En effet, au début, Kael s’était principalement concentré sur sa technique alchimique personnelle. Il avait mené des expériences visant à remplacer des ingrédients hors de prix par d’autres, plus abordables, tout en augmentant la puissance finale des potions et autres remèdes standards, en diminuant le temps de production, en sautant certaines étapes inutiles… De petites choses, mais elles s’additionnaient. Et elles le faisaient d’une façon encore inédite pour Zorian. Il s’avérait que ce genre d’optimisation de production n’était jamais effectué dans une mesure personnelle, minimaliste, par les grandes entreprises du domaine… Ils produisaient en grande quantité, et découvrir des façons de faire en tant qu’alchimiste solitaire n’avait que peu d’intérêt à leurs yeux. En plus, si de tels résultats étaient possibles pour un amateur solitaire, il était bien plus pertinent d’envoyer quelqu’un l’embaucher une fois les recherches terminées. Et s’il refusait, tout bonnement le voler. Que pourrait faire un tel artisan contre les moyens mis en œuvre par les géants ? Aussi, ils n’investissaient pour ainsi dire jamais dans ce pan de la recherche.

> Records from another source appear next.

impl<'a> AppState<'a> {
    pub fn new(props: AppStateProps) -> AppState<'a> {
        return AppState {
            clock: props.clock,
            dialog: None,
            focused: None,
            menu: MenuBar::default(),
            next_window_id: 1,
            status: READY_TEXT.to_string(),
            transcript_limit: props.transcript_limit,
            windows: vec![],
        };
    }

    pub fn handle_event(
        &mut self,
        event: Event,
        tx: &mpsc::UnboundedSender<Action>,
    ) -> Result<LoopControl> {
        match event {
            Event::UITick => {
                self.tick();
            }
            Event::KeyboardInput(input) => {
                return self.handle_input(input, tx);
            }
            Event::KeyboardPaste(text) => {
                self.handle_paste(&text);
            }
            Event::UIScrollUp => {
                if let Some(terminal) = self.focused_terminal_mut() {
                    terminal.scroll.up();
                }
            }
            Event::UIScrollDown => {
                if let Some(terminal) = self.focused_terminal_mut() {
                    terminal.scroll.down();
                }
            }
            Event::FileOpened {
                window_id,
                path,
                text,
            } => {
                if let Some(notepad) = self.notepad_mut(window_id) {
                    notepad.set_text(&text);
                    notepad.path = Some(path);
                } else {
                    tracing::debug!(window_id, "opened file for a closed window");
                }
            }
            Event::FileSaved { window_id, path } => {
                if let Some(notepad) = self.notepad_mut(window_id) {
                    notepad.path = Some(path);
                }
            }
            Event::FileError(window_id, err) => {
                tracing::warn!(window_id, error = err.as_str(), "file operation failed");
                self.dialog = Some(Dialog::notice("Error", &err));
            }
        }

        return Ok(LoopControl::Continue);
    }

    pub fn tick(&mut self) {
        self.status = status_text(self.clock.now());
    }

    fn handle_input(
        &mut self,
        input: Input,
        tx: &mpsc::UnboundedSender<Action>,
    ) -> Result<LoopControl> {
        if self.dialog.is_some() {
            return self.handle_dialog_input(input, tx);
        }

        if self.menu.is_open() {
            return Ok(self.handle_menu_input(input));
        }

        match input {
            Input {
                key: Key::Char('c'),
                ctrl: true,
                ..
            } => {
                self.dialog = Some(Dialog::Confirm(PowerAction::Shutdown));
                return Ok(LoopControl::Continue);
            }
            Input { key: Key::F(10), .. } => {
                self.menu.open(MenuTitle::System);
                return Ok(LoopControl::Continue);
            }
            Input {
                key: Key::Char(c),
                alt: true,
                ..
            } => {
                if let Some(title) = self
                    .menu_titles()
                    .into_iter()
                    .find(|e| return e.hotkey() == c.to_ascii_lowercase())
                {
                    self.menu.open(title);
                }
                return Ok(LoopControl::Continue);
            }
            Input { key: Key::F(6), .. } => {
                self.focus_next();
                return Ok(LoopControl::Continue);
            }
            Input {
                key: Key::Char('w'),
                ctrl: true,
                ..
            } => {
                self.close_focused();
                return Ok(LoopControl::Continue);
            }
            _ => {}
        }

        if matches!(
            self.focused_window().map(|e| return e.kind()),
            Some(WindowKind::Notepad)
        ) {
            match input {
                Input {
                    key: Key::Char('s'),
                    ctrl: true,
                    ..
                } => return Ok(self.activate(MenuItem::Save)),
                Input {
                    key: Key::Char('o'),
                    ctrl: true,
                    ..
                } => return Ok(self.activate(MenuItem::Open)),
                _ => {}
            }
        }

        let now = self.clock.now();
        let Some(window) = self.focused_window_mut() else {
            return Ok(LoopControl::Continue);
        };
        let window_id = window.id;

        match &mut window.content {
            WindowContent::Notepad(notepad) => {
                notepad.textarea.input(input);
            }
            WindowContent::Terminal(terminal) => match input {
                Input {
                    key: Key::Enter, ..
                } => {
                    let line = terminal.submit(now);
                    tracing::debug!(window_id, line = line.as_str(), "command submitted");
                }
                Input { key: Key::Up, .. } => terminal.scroll.up(),
                Input { key: Key::Down, .. } => terminal.scroll.down(),
                Input {
                    key: Key::PageUp, ..
                } => terminal.scroll.up_page(),
                Input {
                    key: Key::PageDown,
                    ..
                } => terminal.scroll.down_page(),
                input => {
                    terminal.input.input(input);
                }
            },
        }

        return Ok(LoopControl::Continue);
    }

    fn handle_menu_input(&mut self, input: Input) -> LoopControl {
        match input.key {
            Key::Esc | Key::F(10) => self.menu.close(),
            Key::Up => self.menu.up(),
            Key::Down => self.menu.down(),
            Key::Left => {
                let titles = self.menu_titles();
                self.menu.step(&titles, false);
            }
            Key::Right => {
                let titles = self.menu_titles();
                self.menu.step(&titles, true);
            }
            Key::Enter => {
                let selected = self.menu.selected();
                self.menu.close();
                if let Some(item) = selected {
                    return self.activate(item);
                }
            }
            _ => {}
        }

        return LoopControl::Continue;
    }

    fn handle_dialog_input(
        &mut self,
        input: Input,
        tx: &mpsc::UnboundedSender<Action>,
    ) -> Result<LoopControl> {
        let Some(dialog) = self.dialog.take() else {
            return Ok(LoopControl::Continue);
        };

        match dialog {
            Dialog::Confirm(power) => match input.key {
                Key::Char('y') | Key::Char('Y') | Key::Enter => {
                    tracing::info!(action = power.title(), "power action confirmed");
                    self.dialog = Some(Dialog::Notice {
                        title: power.title().to_string(),
                        text: power.notice().to_string(),
                        then: Some(power),
                    });
                }
                Key::Char('n') | Key::Char('N') | Key::Esc => {}
                _ => self.dialog = Some(Dialog::Confirm(power)),
            },
            Dialog::Notice { title, text, then } => match input.key {
                Key::Enter | Key::Esc | Key::Char(' ') => match then {
                    Some(PowerAction::Shutdown) => return Ok(LoopControl::Quit),
                    Some(PowerAction::Restart) => self.restart(),
                    None => {}
                },
                _ => self.dialog = Some(Dialog::Notice { title, text, then }),
            },
            Dialog::FilePrompt {
                mode,
                window_id,
                mut input_area,
            } => match input.key {
                Key::Esc => {}
                Key::Enter => {
                    let path = input_area.lines().join("").trim().to_string();
                    // An empty path behaves like a cancelled dialog.
                    if !path.is_empty() {
                        self.request_file_action(mode, window_id, path.into(), tx)?;
                    }
                }
                _ => {
                    input_area.input(input);
                    self.dialog = Some(Dialog::FilePrompt {
                        mode,
                        window_id,
                        input_area,
                    });
                }
            },
        }

        return Ok(LoopControl::Continue);
    }

    fn handle_paste(&mut self, text: &str) {
        if let Some(Dialog::FilePrompt { input_area, .. }) = self.dialog.as_mut() {
            input_area.insert_str(text.replace(['\r', '\n'], ""));
            return;
        }
        if self.dialog.is_some() || self.menu.is_open() {
            return;
        }

        if let Some(window) = self.focused_window_mut() {
            match &mut window.content {
                WindowContent::Notepad(notepad) => {
                    notepad.textarea.insert_str(text.replace('\r', ""));
                }
                WindowContent::Terminal(terminal) => {
                    terminal
                        .input
                        .insert_str(text.replace(['\r', '\n'], " "));
                }
            }
        }
    }

    fn request_file_action(
        &mut self,
        mode: FilePromptMode,
        window_id: WindowId,
        path: std::path::PathBuf,
        tx: &mpsc::UnboundedSender<Action>,
    ) -> Result<()> {
        match mode {
            FilePromptMode::Open => {
                tx.send(Action::OpenFile { window_id, path })?;
            }
            FilePromptMode::Save => {
                let Some(notepad) = self.notepad_mut(window_id) else {
                    return Ok(());
                };
                tx.send(Action::SaveFile {
                    window_id,
                    path,
                    text: notepad.text(),
                })?;
            }
        }

        return Ok(());
    }

    fn prompt_for_file(&mut self, mode: FilePromptMode, window_id: WindowId, initial: &str) {
        let mut input_area = TextArea::default();
        input_area.set_cursor_line_style(ratatui::style::Style::default());
        input_area.insert_str(initial);
        self.dialog = Some(Dialog::FilePrompt {
            mode,
            window_id,
            input_area,
        });
    }

    pub fn activate(&mut self, item: MenuItem) -> LoopControl {
        match item {
            MenuItem::Shutdown => self.dialog = Some(Dialog::Confirm(PowerAction::Shutdown)),
            MenuItem::Restart => self.dialog = Some(Dialog::Confirm(PowerAction::Restart)),
            MenuItem::Notepad => self.open_window(WindowKind::Notepad),
            MenuItem::Terminal => self.open_window(WindowKind::Terminal),
            MenuItem::New => {
                if let Some(notepad) = self.focused_notepad_mut() {
                    notepad.reset();
                }
            }
            MenuItem::Save | MenuItem::Open => {
                let Some(window) = self.focused_window() else {
                    return LoopControl::Continue;
                };
                let window_id = window.id;
                let WindowContent::Notepad(notepad) = &window.content else {
                    return LoopControl::Continue;
                };

                if item == MenuItem::Save {
                    let initial = notepad
                        .path
                        .as_ref()
                        .map(|e| return e.to_string_lossy().to_string())
                        .unwrap_or_default();
                    self.prompt_for_file(FilePromptMode::Save, window_id, &initial);
                } else {
                    self.prompt_for_file(FilePromptMode::Open, window_id, "");
                }
            }
        }

        return LoopControl::Continue;
    }

    pub fn open_window(&mut self, kind: WindowKind) {
        let content = match kind {
            WindowKind::Notepad => WindowContent::Notepad(NotepadWindow::new()),
            WindowKind::Terminal => {
                WindowContent::Terminal(TerminalWindow::new(self.transcript_limit))
            }
        };

        let id = self.next_window_id;
        self.next_window_id += 1;
        self.windows.push(Window { id, content });
        self.focused = Some(self.windows.len() - 1);
        tracing::info!(window_id = id, kind = %kind, "window opened");
    }

    pub fn close_focused(&mut self) {
        let Some(idx) = self.focused else {
            return;
        };

        let window = self.windows.remove(idx);
        tracing::info!(window_id = window.id, "window closed");

        if self.windows.is_empty() {
            self.focused = None;
        } else {
            self.focused = Some(idx.min(self.windows.len() - 1));
        }
    }

    pub fn focus_next(&mut self) {
        if let Some(idx) = self.focused {
            self.focused = Some((idx + 1) % self.windows.len());
        }
    }

    /// Rebuilds the desktop as it was at start-up.
    pub fn restart(&mut self) {
        tracing::info!(windows = self.windows.len(), "restarting desktop");
        self.windows.clear();
        self.focused = None;
        self.menu.close();
        self.dialog = None;
        self.status = READY_TEXT.to_string();
    }

    /// The File menu is only offered while a notepad has focus.
    pub fn menu_titles(&self) -> Vec<MenuTitle> {
        let mut titles = vec![MenuTitle::System, MenuTitle::Apps];
        if matches!(
            self.focused_window().map(|e| return e.kind()),
            Some(WindowKind::Notepad)
        ) {
            titles.push(MenuTitle::File);
        }

        return titles;
    }

    pub fn focused_window(&self) -> Option<&Window<'a>> {
        return self.focused.and_then(|idx| return self.windows.get(idx));
    }

    pub fn focused_window_mut(&mut self) -> Option<&mut Window<'a>> {
        return self.focused.and_then(|idx| return self.windows.get_mut(idx));
    }

    fn focused_terminal_mut(&mut self) -> Option<&mut TerminalWindow<'a>> {
        match self.focused_window_mut() {
            Some(Window {
                content: WindowContent::Terminal(terminal),
                ..
            }) => return Some(terminal),
            _ => return None,
        }
    }

    fn focused_notepad_mut(&mut self) -> Option<&mut NotepadWindow<'a>> {
        match self.focused_window_mut() {
            Some(Window {
                content: WindowContent::Notepad(notepad),
                ..
            }) => return Some(notepad),
            _ => return None,
        }
    }

    fn notepad_mut(&mut self, window_id: WindowId) -> Option<&mut NotepadWindow<'a>> {
        return self
            .windows
            .iter_mut()
            .find(|e| return e.id == window_id)
            .and_then(|e| match &mut e.content {
                WindowContent::Notepad(notepad) => return Some(notepad),
                WindowContent::Terminal(_) => return None,
            });
    }
}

Bien évidemment, il y avait beaucoup d’alchimiste qui travaillaient de manière locale, en petites quantités, et ils avaient eux aussi effectués leur lot de recherches… mais ils partageaient rarement avec quiconque n’était pas de leur famille ou un disciple très proche, et finissaient souvent par emporter ce savoir dans leur tombe. Le fait que Kael eût abouti des années de recherche, financées par des ressources considérables, quasi-infinies, et avait coopéré avec une quantité extravagante d’alchimistes et de soigneurs que Zach et Zorian l’avait aidé à contacter, et qu’il était totalement disposé à céder le fruit de ses recherches au public… C’était bien plus important et dangereux que ce que Zorian avait imaginé de prime abord.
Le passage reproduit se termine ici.